Exercise prompt -
When you reach the records, transcribe all of them exactly.

Stored data
//! [`AnimationSource`] over a binary build/anim/atlas triple.

use std::fs;
use std::io::{BufReader, Read};
use std::path::Path;

use image::RgbaImage;

use crate::file::KanimError;
use crate::id_map::build_id_map;
use crate::model::BuildTable;
use crate::source::{AnimationSource, DecodedAnim, DecodedBuild};

use super::{decode_anim, decode_build, export_textures};

/// Reads a kanim container from its two streams and atlas image.
///
/// Each `produce_*` call consumes its stream, so each side can be produced once.
pub struct KanimReader<B, A> {
	build: B,
	anim: A,
	atlas: RgbaImage,
}

impl KanimReader<BufReader<fs::File>, BufReader<fs::File>> {
	/// Opens the build stream, anim stream and atlas image at the given paths.
	///
	/// # Examples
	///
	/// ```no_run
	/// use kanim_types::prelude::*;
	///
	/// # fn main() -> Result<(), Box<dyn std::error::Error>> {
	/// let mut reader = KanimReader::open("hero_build.bytes", "hero_anim.bytes", "hero_0.png")?;
	/// let build = reader.produce_build()?;
	/// let anim = reader.produce_anim()?;
	/// println!("{} sprites, {} banks", build.sprites.len(), anim.anim.anim_count());
	/// # Ok(())
	/// # }
	/// ```
	pub fn open(
		build: impl AsRef<Path>,
		anim: impl AsRef<Path>,
		atlas: impl AsRef<Path>,
	) -> Result<Self, KanimError> {
		let build = BufReader::new(fs::File::open(build)?);
		let anim = BufReader::new(fs::File::open(anim)?);
		let atlas = image::open(atlas)?.to_rgba8();
		Ok(Self::new(build, anim, atlas))
	}
}

impl<B: Read, A: Read> KanimReader<B, A> {
	/// Wraps already opened streams.
	pub fn new(build: B, anim: A, atlas: RgbaImage) -> Self {
		Self {
			build,
			anim,
			atlas,
		}
	}

	/// The atlas image.
	pub fn atlas(&self) -> &RgbaImage {
		&self.atlas
	}
}

impl<B: Read, A: Read> AnimationSource for KanimReader<B, A> {
	fn produce_build(&mut self) -> Result<DecodedBuild, KanimError> {
		log::info!("Parsing build data.");
		let (build, hashes) = decode_build(&mut self.build)?;
		let table = BuildTable::new(&build, &hashes, self.atlas.width(), self.atlas.height())?;

		log::info!("Importing textures.");
		let sprites = export_textures(&self.atlas, &table)?;

		Ok(DecodedBuild {
			build,
			hashes,
			table,
			atlas: self.atlas.clone(),
			sprites,
		})
	}

	fn produce_anim(&mut self) -> Result<DecodedAnim, KanimError> {
		log::info!("Parsing animation data.");
		let (anim, hashes) = decode_anim(&mut self.anim)?;
		let id_map = build_id_map(&anim, &hashes)?;
		Ok(DecodedAnim {
			anim,
			hashes,
			id_map,
		})
	}
}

Result of this task -
//! [`AnimationSource`] over a binary build/anim/atlas triple.

use std::fs;
use std::io::{BufReader, Read};
use std::path::Path;

use image::RgbaImage;

use crate::file::KanimError;
use crate::id_map::build_id_map;
use crate::model::BuildTable;
use crate::source::{AnimationSource, DecodedAnim, DecodedBuild};

use super::{decode_anim, decode_build, export_textures};

/// Reads a kanim container from its two streams and atlas image.
///
/// Each `produce_*` call consumes its stream, so each side can be produced once.
pub struct KanimReader<B, A> {
	build: B,
	anim: A,
	atlas: RgbaImage,
}

impl KanimReader<BufReader<fs::File>, BufReader<fs::File>> {
	/// Opens the build stream, anim stream and atlas image at the given paths.
	///
	/// # Examples
	///
	/// ```no_run
	/// use kanim_types::prelude::*;
	///
	/// # fn main() -> Result<(), Box<dyn std::error::Error>> {
	/// let mut reader = KanimReader::open("hero_build.bytes", "hero_anim.bytes", "hero_0.png")?;
	/// let build = reader.produce_build()?;
	/// let anim = reader.produce_anim()?;
	/// println!("{} sprites, {} banks", build.sprites.len(), anim.anim.anim_count());
	/// # Ok(())
	/// # }
	/// ```
	pub fn open(
		build: impl AsRef<Path>,
		anim: impl AsRef<Path>,
		atlas: impl AsRef<Path>,
	) -> Result<Self, KanimError> {
		let build = BufReader::new(fs::File::open(build)?);
		let anim = BufReader::new(fs::File::open(anim)?);
		let atlas = image::open(atlas)?.to_rgba8();
		Ok(Self::new(build, anim, atlas))
	}
}

impl<B: Read, A: Read> KanimReader<B, A> {
	/// Wraps already opened streams.
	pub fn new(build: B, anim: A, atlas: RgbaImage) -> Self {
		Self {
			build,
			anim,
			atlas,
		}
	}

	/// The atlas image.
	pub fn atlas(&self) -> &RgbaImage {
		&self.atlas
	}
}

impl<B: Read, A: Read> AnimationSource for KanimReader<B, A> {
	fn produce_build(&mut self) -> Result<DecodedBuild, KanimError> {
		log::info!("Parsing build data.");
		let (build, hashes) = decode_build(&mut self.build)?;
		let table = BuildTable::new(&build, &hashes, self.atlas.width(), self.atlas.height())?;

		log::info!("Importing textures.");
		let sprites = export_textures(&self.atlas, &table)?;

		Ok(DecodedBuild {
			build,
			hashes,
			table,
			atlas: self.atlas.clone(),
			sprites,
		})
	}

	fn produce_anim(&mut self) -> Result<DecodedAnim, KanimError> {
		log::info!("Parsing animation data.");
		let (anim, hashes) = decode_anim(&mut self.anim)?;
		let id_map = build_id_map(&anim, &hashes)?;
		Ok(DecodedAnim {
			anim,
			hashes,
			id_map,
		})
	}
}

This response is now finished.